A cold East common. There are over 200 different viruses that can cause it. It is a major cause of absenteeism from work and school and the leading cause of acute morbidity and physician visits in high-income countries. And since colds are caused by viruses, antibiotics don’t help, but that doesn’t stop the search for a cure. The use of vitamin C became particularly popular in the 1970s, when Nobel laureate Linus Pauling gave his endorsement to vitamin C for the common cold, based on early placebo-controlled trials.(2)
That was then. Now, in this new review, 72 studies have been analyzed. Only those using supplement doses of 200 mg or more were included. The conclusion:
• First, to prevent colds: 20 trials involving more than 11,000 patients showed that for most people, vitamin C didn’t help much. It reduced colds, but only by 3%. For those experiencing high physical stress – marathon runners, skiers and soldiers exercising in subarctic regions – the results were dramatically different. Supplemental vitamin C intake in these patients reduced colds by half.

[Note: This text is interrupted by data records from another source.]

// live_transcript — Streaming transcript engine for assistant chat clients
// Copyright (C) 2025  Simon Peter Rothgang
//
// This program is free software: you can redistribute it and/or modify
// it under the terms of the GNU Affero General Public License as
// published by the Free Software Foundation, either version 3 of the
// License, or (at your option) any later version.
//
// This program is distributed in the hope that it will be useful,
// but WITHOUT ANY WARRANTY; without even the implied warranty of
// MERCHANTABILITY or FITNESS FOR A PARTICULAR PURPOSE.  See the
// GNU Affero General Public License for more details.
//
// You should have received a copy of the GNU Affero General Public License
// along with this program.  If not, see <https://www.gnu.org/licenses/>.

//! Segment accumulation for the message currently being streamed.
//!
//! The accumulator is the only writer of [`StreamingState`]. Segments are
//! appended in the order their opening delta arrives and every segment except
//! the tail is frozen. The one delta allowed to reach behind the tail is
//! `tool-result`, which only moves a tool from loading to finished.

use super::reasoning::ReasoningTiming;
use super::state::{Message, MessageRole, Segment, SegmentKind, TokenUsage, ToolSegment};
use crate::agent::events::{Delta, TurnOutcome};
use serde_json::{Map, Value};
use std::collections::HashMap;
use std::time::{Duration, Instant};

/// Notifications emitted after each applied delta.
#[derive(Debug, Clone, PartialEq, Eq)]
pub enum TranscriptEvent {
    TurnStarted { message_id: String },
    SegmentOpened { index: usize, kind: SegmentKind },
    SegmentUpdated { index: usize },
    TurnFinished { message_id: String, outcome: TurnOutcome },
}

type Observer = Box<dyn FnMut(&TranscriptEvent)>;

/// Ephemeral state for the in-progress assistant message.
#[derive(Debug, Clone)]
pub struct StreamingState {
    pub message_id: String,
    /// Local turn sequence number. Unlike `message_id`, never repeats.
    pub turn: u64,
    pub segments: Vec<Segment>,
    pub started_at: Instant,
    reasoning_timing: HashMap<usize, ReasoningTiming>,
    tool_started_at: HashMap<String, Instant>,
    /// Tail tool segment still receiving argument text.
    active_tool: Option<usize>,
}

impl StreamingState {
    fn new(message_id: String, turn: u64, now: Instant) -> Self {
        Self {
            message_id,
            turn,
            segments: Vec::new(),
            started_at: now,
            reasoning_timing: HashMap::new(),
            tool_started_at: HashMap::new(),
            active_tool: None,
        }
    }

    /// Only the tail of an active turn may still change.
    #[must_use]
    pub fn is_open(&self, index: usize) -> bool {
        index + 1 == self.segments.len()
    }

    #[must_use]
    pub fn reasoning_timing(&self, index: usize) -> Option<ReasoningTiming> {
        self.reasoning_timing.get(&index).copied()
    }

    #[must_use]
    pub fn active_tool_index(&self) -> Option<usize> {
        self.active_tool
    }

    fn push_text(&mut self, text: String, now: Instant) -> TranscriptEvent {
        let tail = self.segments.len().checked_sub(1);
        if let (Some(index), Some(Segment::Text { text: existing })) = (tail, self.segments.last_mut())
        {
            existing.push_str(&text);
            return TranscriptEvent::SegmentUpdated { index };
        }
        self.open(Segment::Text { text }, now)
    }

    fn push_reasoning(&mut self, text: String, now: Instant) -> TranscriptEvent {
        let tail = self.segments.len().checked_sub(1);
        if let (Some(index), Some(Segment::Reasoning { text: existing, .. })) =
            (tail, self.segments.last_mut())
        {
            existing.push_str(&text);
            return TranscriptEvent::SegmentUpdated { index };
        }
        let event = self.open(Segment::Reasoning { text, duration_ms: None }, now);
        let index = self.segments.len() - 1;
        self.reasoning_timing.insert(index, ReasoningTiming { opened_at: now, closed_at: None });
        event
    }

    fn open_tool(&mut self, id: String, name: String, now: Instant) -> TranscriptEvent {
        if self.segments.iter().filter_map(Segment::as_tool).any(|t| t.id == id) {
            tracing::warn!(tool_id = %id, "duplicate tool-start id; later results will target the newest call");
        }
        self.tool_started_at.insert(id.clone(), now);
        let event = self.open(Segment::Tool(ToolSegment::started(id, name)), now);
        self.active_tool = Some(self.segments.len() - 1);
        event
    }

    /// Close the current tail and append `segment` after it.
    fn open(&mut self, segment: Segment, now: Instant) -> TranscriptEvent {
        self.close_tail(now);
        let kind = segment.kind();
        self.segments.push(segment);
        TranscriptEvent::SegmentOpened { index: self.segments.len() - 1, kind }
    }

    /// Freeze the tail: reasoning gets its close time, a tool still streaming
    /// arguments gets them finalized.
    fn close_tail(&mut self, now: Instant) {
        let Some(index) = self.segments.len().checked_sub(1) else {
            return;
        };
        if let Some(timing) = self.reasoning_timing.get_mut(&index)
            && timing.closed_at.is_none()
        {
            timing.closed_at = Some(now);
        }
        if let Some(Segment::Tool(tool)) = self.segments.get_mut(index)
            && !tool.args_final
        {
            finalize_args(tool);
        }
        self.active_tool = None;
    }

    fn append_tool_args(&mut self, id: &str, text: &str) -> Option<TranscriptEvent> {
        let index = self.active_tool_matching(id)?;
        let Some(Segment::Tool(tool)) = self.segments.get_mut(index) else {
            return None;
        };
        tool.args_raw_stream.get_or_insert_with(String::new).push_str(text);
        Some(TranscriptEvent::SegmentUpdated { index })
    }

    fn finalize_tool_args(&mut self, id: &str) -> Option<TranscriptEvent> {
        let index = self.active_tool_matching(id)?;
        let Some(Segment::Tool(tool)) = self.segments.get_mut(index) else {
            return None;
        };
        finalize_args(tool);
        self.active_tool = None;
        Some(TranscriptEvent::SegmentUpdated { index })
    }

    fn active_tool_matching(&self, id: &str) -> Option<usize> {
        let index = self.active_tool.filter(|&i| {
            matches!(self.segments.get(i), Some(Segment::Tool(tool)) if tool.id == id)
        });
        if index.is_none() {
            tracing::warn!(tool_id = %id, "argument text for a tool that is not streaming; dropped");
        }
        index
    }

    fn record_tool_result(&mut self, id: &str, result: String, now: Instant) -> Option<TranscriptEvent> {
        let Some(index) = self
            .segments
            .iter()
            .rposition(|seg| matches!(seg, Segment::Tool(tool) if tool.id == id))
        else {
            tracing::warn!(tool_id = %id, "tool result for unknown tool call; dropped");
            return None;
        };
        let started_at = self.tool_started_at.get(id).copied();
        let Some(Segment::Tool(tool)) = self.segments.get_mut(index) else {
            return None;
        };
        if tool.result.is_some() {
            tracing::warn!(tool_id = %id, "duplicate tool result; keeping the first");
            return None;
        }
        if !tool.args_final {
            finalize_args(tool);
        }
        tool.result = Some(result);
        tool.is_loading = false;
        tool.duration_ms = started_at.map(|at| duration_ms(now.saturating_duration_since(at)));
        if self.active_tool == Some(index) {
            self.active_tool = None;
        }
        Some(TranscriptEvent::SegmentUpdated { index })
    }

    /// Freeze every open segment and produce the finalized message.
    fn freeze(mut self, outcome: TurnOutcome, usage: TokenUsage, now: Instant) -> Message {
        self.close_tail(now);
        let mut content = String::new();
        let mut reasoning = Vec::new();
        for (index, segment) in self.segments.iter_mut().enumerate() {
            match segment {
                Segment::Text { text } => content.push_str(text),
                Segment::Reasoning { text, duration_ms: recorded } => {
                    reasoning.push(text.clone());
                    if let Some(timing) = self.reasoning_timing.get(&index) {
                        *recorded = timing.elapsed().map(duration_ms);
                    }
                }
                Segment::Tool(tool) => {
                    if tool.is_loading {
                        tool.is_loading = false;
                        tool.incomplete = true;
                        tracing::debug!(tool_id = %tool.id, ?outcome, "tool call interrupted by turn end");
                    }
                }
            }
        }
        Message {
            id: self.message_id,
            role: MessageRole::Assistant,
            content,
            reasoning: reasoning.join("\n\n"),
            segments: Some(self.segments),
            legacy_tool_calls: Vec::new(),
            usage,
        }
    }
}

/// Parse the accumulated raw stream. Never fails: malformed text stays in
/// `args_raw_stream` and the structured arguments are left empty.
fn finalize_args(tool: &mut ToolSegment) {
    let raw = tool.args_raw_stream.take().unwrap_or_default();
    match parse_tool_args(&raw) {
        Ok(args) => tool.args = args,
        Err(err) => {
            tracing::warn!(tool_id = %tool.id, tool = %tool.name, "tool arguments did not parse: {err}");
            tool.args = Map::new();
            tool.args_raw_stream = Some(raw);
        }
    }
    tool.args_final = true;
}

#[derive(Debug, thiserror::Error)]
pub enum ArgsError {
    #[error("malformed JSON: {0}")]
    Malformed(#[from] serde_json::Error),
    #[error("arguments are not a JSON object")]
    NotAnObject,
}

pub fn parse_tool_args(raw: &str) -> Result<Map<String, Value>, ArgsError> {
    if raw.trim().is_empty() {
        return Ok(Map::new());
    }
    match serde_json::from_str::<Value>(raw)? {
        Value::Object(map) => Ok(map),
        _ => Err(ArgsError::NotAnObject),
    }
}

#[allow(clippy::cast_possible_truncation)]
fn duration_ms(duration: Duration) -> u64 {
    duration.as_millis() as u64
}

/// Single-writer builder of the in-progress assistant message.
#[derive(Default)]
pub struct SegmentAccumulator {
    state: Option<StreamingState>,
    observers: Vec<Observer>,
    implicit_turns: u64,
    turns_started: u64,
}

impl SegmentAccumulator {
    #[must_use]
    pub fn new() -> Self {
        Self::default()
    }

    pub fn subscribe(&mut self, observer: impl FnMut(&TranscriptEvent) + 'static) {
        self.observers.push(Box::new(observer));
    }

    #[must_use]
    pub fn is_streaming(&self) -> bool {
        self.state.is_some()
    }

    #[must_use]
    pub fn state(&self) -> Option<&StreamingState> {
        self.state.as_ref()
    }

    /// Start a new assistant turn. A turn still in progress is frozen as
    /// aborted and returned so the caller can move it into history.
    pub fn begin_turn(&mut self, message_id: impl Into<String>, now: Instant) -> Option<Message> {
        let previous = self.finish(TurnOutcome::Aborted, TokenUsage::default(), now);
        let message_id = message_id.into();
        self.turns_started += 1;
        tracing::debug!(%message_id, turn = self.turns_started, "turn started");
        self.state = Some(StreamingState::new(message_id.clone(), self.turns_started, now));
        self.notify(&TranscriptEvent::TurnStarted { message_id });
        previous
    }

    /// Apply one delta. Returns the finalized message when the delta ends the turn.
    pub fn apply(&mut self, delta: Delta, now: Instant) -> Option<Message> {
        tracing::trace!(kind = delta.kind(), "applying delta");
        if let Delta::TurnEnd { outcome, usage } = delta {
            if self.state.is_none() {
                tracing::debug!("turn-end without an active turn; ignored");
            }
            return self.finish(outcome, usage, now);
        }
        if self.state.is_none() {
            self.implicit_turns += 1;
            let id = format!("turn-{}", self.implicit_turns);
            tracing::debug!(message_id = %id, "delta arrived outside a turn; starting one implicitly");
            self.begin_turn(id, now);
        }
        let state = self.state.as_mut()?;
        let event = match delta {
            Delta::TextDelta { text } if text.is_empty() => None,
            Delta::ReasoningDelta { text } if text.is_empty() => None,
            Delta::TextDelta { text } => Some(state.push_text(text, now)),
            Delta::ReasoningDelta { text } => Some(state.push_reasoning(text, now)),
            Delta::ToolStart { id, name } => Some(state.open_tool(id, name, now)),
            Delta::ToolArgsDelta { id, text } => state.append_tool_args(&id, &text),
            Delta::ToolArgsFinal { id } => state.finalize_tool_args(&id),
            Delta::ToolResult { id, result } => state.record_tool_result(&id, result, now),
            Delta::TurnEnd { .. } => None,
        };
        if let Some(event) = event {
            self.notify(&event);
        }
        None
    }

    /// Drop any in-progress turn without producing history. Returns what was
    /// discarded, frozen as aborted.
    pub fn reset(&mut self) -> Option<Message> {
        let now = Instant::now();
        self.state.take().map(|state| state.freeze(TurnOutcome::Aborted, TokenUsage::default(), now))
    }

    fn finish(&mut self, outcome: TurnOutcome, usage: TokenUsage, now: Instant) -> Option<Message> {
        let state = self.state.take()?;
        let message = state.freeze(outcome, usage, now);
        tracing::debug!(
            message_id = %message.id,
            ?outcome,
            segments = message.segments.as_ref().map_or(0, Vec::len),
            "turn finished"
        );
        self.notify(&TranscriptEvent::TurnFinished { message_id: message.id.clone(), outcome });
        Some(message)
    }

    fn notify(&mut self, event: &TranscriptEvent) {
        for observer in &mut self.observers {
            observer(event);
        }
    }
}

• Then, the duration of symptoms: nearly 10,000 colds and 31 studies. The findings: For adults, an 8% reduction in the duration of cold symptoms and nearly double that for children, a 14% reduction.
• Finally, for the severity of cold symptoms, in children, doses of 1 to 2 g per day seem to help.
Bottom line: more randomized controlled trials are needed. But based on the data available so far, vitamin C doesn’t do much to prevent you from catching a cold unless you’re seriously stressed.
On the other hand, it is cheap and relatively safe, although a recent study indicates that it could increase the risk of kidney stones.(3) And it seems to help a little in determining the duration and severity of your cold.
What will you tell your patients?
For Medicine Matters, I’m Dr. Sandra Fryhofer.